Autor Wątek: Pytanie o promesę do UP  (Przeczytany 2991 razy)

0 użytkowników i 1 Gość przegląda ten wątek.

Pytanie o promesę do UP
« dnia: Kwiecień 14, 2015, 14:45:58 pm »

Offline Soap

  • Nowicjusz
  • Wiadomości: 27
  • Płeć: Mężczyzna
    • Zbieram na kolejne Atu+ :)
Witam.
Mam nadzieję że to odpowiedni dział na takie sprawy. Mam pytanko do osób z Warszawy lub bliskich okolic.
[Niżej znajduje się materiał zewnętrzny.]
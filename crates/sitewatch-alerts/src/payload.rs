//! Block-structured webhook payloads.
//!
//! The format is the one chat-style incoming webhooks accept: a top-level
//! fallback `text` plus a `blocks` array of header and section elements.

use std::fmt;

use chrono::SecondsFormat;
use serde::{Deserialize, Serialize};
use sitewatch_sites::{HealthSummary, SiteMonitorConfig};

/// What a notification is about.
#[derive(Debug, Clone, Copy, PartialEq, Eq, Hash, Serialize, Deserialize)]
#[serde(rename_all = "snake_case")]
pub enum NotificationKind {
    /// The site recorded no treatments.
    NoActivityAlert,
    /// Summary of recorded activity.
    ActivityReport,
}

impl NotificationKind {
    /// Returns the kind as a string.
    #[must_use]
    pub const fn as_str(&self) -> &'static str {
        match self {
            Self::NoActivityAlert => "no_activity_alert",
            Self::ActivityReport => "activity_report",
        }
    }
}

impl fmt::Display for NotificationKind {
    fn fmt(&self, f: &mut fmt::Formatter<'_>) -> fmt::Result {
        f.write_str(self.as_str())
    }
}

/// A text element.
#[derive(Debug, Clone, PartialEq, Eq, Serialize, Deserialize)]
#[serde(tag = "type")]
pub enum TextObject {
    /// Unformatted text.
    #[serde(rename = "plain_text")]
    PlainText {
        /// The text.
        text: String,
    },
    /// Text with lightweight markup.
    #[serde(rename = "mrkdwn")]
    Markdown {
        /// The text.
        text: String,
    },
}

impl TextObject {
    /// Creates plain text.
    #[must_use]
    pub fn plain(text: impl Into<String>) -> Self {
        Self::PlainText { text: text.into() }
    }

    /// Creates markup text.
    #[must_use]
    pub fn markdown(text: impl Into<String>) -> Self {
        Self::Markdown { text: text.into() }
    }

    /// Returns the text content.
    #[must_use]
    pub fn text(&self) -> &str {
        match self {
            Self::PlainText { text } | Self::Markdown { text } => text,
        }
    }
}

/// A layout block.
#[derive(Debug, Clone, PartialEq, Eq, Serialize, Deserialize)]
#[serde(tag = "type", rename_all = "snake_case")]
pub enum Block {
    /// A header line.
    Header {
        /// Header text, always plain.
        text: TextObject,
    },
    /// A section with optional text and a grid of fields.
    Section {
        /// Section body.
        #[serde(default, skip_serializing_if = "Option::is_none")]
        text: Option<TextObject>,
        /// Two-column fields.
        #[serde(default, skip_serializing_if = "Vec::is_empty")]
        fields: Vec<TextObject>,
    },
}

/// A complete webhook payload.
#[derive(Debug, Clone, PartialEq, Eq, Serialize, Deserialize)]
pub struct BlockPayload {
    /// Fallback text for clients that do not render blocks.
    pub text: String,
    /// Layout blocks.
    pub blocks: Vec<Block>,
}

impl BlockPayload {
    /// Builds the payload for a notification about one evaluation.
    #[must_use]
    pub fn build(kind: NotificationKind, config: &SiteMonitorConfig, summary: &HealthSummary) -> Self {
        let last_activity = summary.last_activity_at.map_or_else(
            || "never".to_string(),
            |ts| ts.to_rfc3339_opts(SecondsFormat::Secs, true),
        );

        let (text, header) = match kind {
            NotificationKind::NoActivityAlert => (
                format!(
                    "No treatment activity recorded for {} ({})",
                    config.name, config.site_id
                ),
                format!("No activity: {}", config.name),
            ),
            NotificationKind::ActivityReport => (
                format!(
                    "{} treatments recorded for {} ({})",
                    summary.total_events, config.name, config.site_id
                ),
                format!("Activity report: {}", config.name),
            ),
        };

        let fields = vec![
            TextObject::markdown(format!("*Site:*\n{}", config.name)),
            TextObject::markdown(format!("*Status:*\n{}", summary.status)),
            TextObject::markdown(format!("*Last activity:*\n{last_activity}")),
            TextObject::markdown(format!("*Events:*\n{}", summary.total_events)),
        ];

        let mut blocks = vec![
            Block::Header {
                text: TextObject::plain(header),
            },
            Block::Section { text: None, fields },
        ];

        let failed = summary.failed_events();
        if kind == NotificationKind::ActivityReport && failed > 0 {
            blocks.push(Block::Section {
                text: Some(TextObject::markdown(format!(
                    "{failed} of {} treatments failed to create",
                    summary.total_events
                ))),
                fields: Vec::new(),
            });
        }

        Self { text, blocks }
    }
}

#[cfg(test)]
mod tests {
    use super::*;
    use chrono::{TimeZone, Utc};
    use sitewatch_sites::{Cadence, SiteStatus};

    fn config() -> SiteMonitorConfig {
        SiteMonitorConfig::new("Clinic 7", "clinic-7", Cadence::Hourly)
    }

    fn summary(total: usize, status: SiteStatus) -> HealthSummary {
        HealthSummary {
            id: "s1".to_string(),
            site_id: "clinic-7".to_string(),
            evaluated_at: Utc.with_ymd_and_hms(2025, 2, 27, 12, 0, 0).unwrap(),
            total_events: total,
            last_activity_at: (total > 0)
                .then(|| Utc.with_ymd_and_hms(2025, 2, 27, 10, 16, 2).unwrap()),
            status,
            treatments: Vec::new(),
        }
    }

    mod payload_tests {
        use super::*;

        #[test]
        fn alert_payload_fields() {
            let payload = BlockPayload::build(
                NotificationKind::NoActivityAlert,
                &config(),
                &summary(0, SiteStatus::Inactive),
            );
            assert_eq!(payload.text, "No treatment activity recorded for Clinic 7 (clinic-7)");
            assert_eq!(payload.blocks.len(), 2);

            let Block::Section { fields, .. } = &payload.blocks[1] else {
                panic!("expected section");
            };
            let texts: Vec<&str> = fields.iter().map(TextObject::text).collect();
            assert_eq!(
                texts,
                vec![
                    "*Site:*\nClinic 7",
                    "*Status:*\ninactive",
                    "*Last activity:*\nnever",
                    "*Events:*\n0"
                ]
            );
        }

        #[test]
        fn report_payload_header() {
            let payload = BlockPayload::build(
                NotificationKind::ActivityReport,
                &config(),
                &summary(4, SiteStatus::Active),
            );
            assert_eq!(payload.text, "4 treatments recorded for Clinic 7 (clinic-7)");
            assert_eq!(
                payload.blocks[0],
                Block::Header {
                    text: TextObject::plain("Activity report: Clinic 7")
                }
            );
        }

        #[test]
        fn serializes_with_type_tags() {
            let payload = BlockPayload::build(
                NotificationKind::ActivityReport,
                &config(),
                &summary(1, SiteStatus::Active),
            );
            let json = serde_json::to_value(&payload).unwrap();

            assert_eq!(json["blocks"][0]["type"], "header");
            assert_eq!(json["blocks"][0]["text"]["type"], "plain_text");
            assert_eq!(json["blocks"][1]["type"], "section");
            assert_eq!(json["blocks"][1]["fields"][0]["type"], "mrkdwn");
            assert!(json["blocks"][1].get("text").is_none());
            assert_eq!(
                json["blocks"][1]["fields"][2]["text"],
                "*Last activity:*\n2025-02-27T10:16:02Z"
            );
        }

        #[test]
        fn kind_display() {
            assert_eq!(NotificationKind::NoActivityAlert.to_string(), "no_activity_alert");
            assert_eq!(NotificationKind::ActivityReport.to_string(), "activity_report");
        }
    }
}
Staram się usilnie dostać na szkolenie grupowe na kurs prawa jazdy kategorii D i kwalifikacje wstępną w Urzędzie Pracy. Papiery już złożyłem w UP ale brakuje mi promesy zatrudnienia. Bez tego świstka urzędnicza powiedziała wprost że mam mizerne szanse na dostanie się na kurs, mimo że 3 lata pracowałem w firmie autobusowej i mam doświadczenie jako takie. Byłem z tą sprawą u kierownika Mobilisu, w którym pracowałem, ale powiedział mi że nie może mi podpisać tego świstka bo mieli jakieś problemy z UP przez to. Ponoć ktoś ich do sądu pozwał o zwrot kosztów czegoś tam <co> . Byłem też między innymi w MZA, ITS, PKSie w Grodzisku Mazowieckim czy Mińsku Mazowieckim. Pisałem też mailowo do Polonusa, Polskiego Busa, MPK Siedlce czy MPK Radom. W sumie odwiedziłem kilka oraz wysłałem kilkadziesiąt maili do firm przewozowych z zapytaniem o promesę. Jak rozmawiałem osobiście to mówili że nie podpisują takich kwitów ale po zakończonym kursie mam przyjść do nich do pracy. Wszędzie tak było. Wyjątkiem było MZA które chciało dać mi papier od ręki ale warunek był taki że najpierw musiałem zapłacić im tylko drobne 2990zł xD Jeśli chodzi o maile to jest niestety brak odpowiedzi. Odpisał mi jedynie Polonus że nie "bo tak" i PKS Radom. Ci drudzy napisali że wystawiliby mi ten papier ale kilka dni wcześniej dali go ludziom z radomskiego UP, więc się spóźniłem.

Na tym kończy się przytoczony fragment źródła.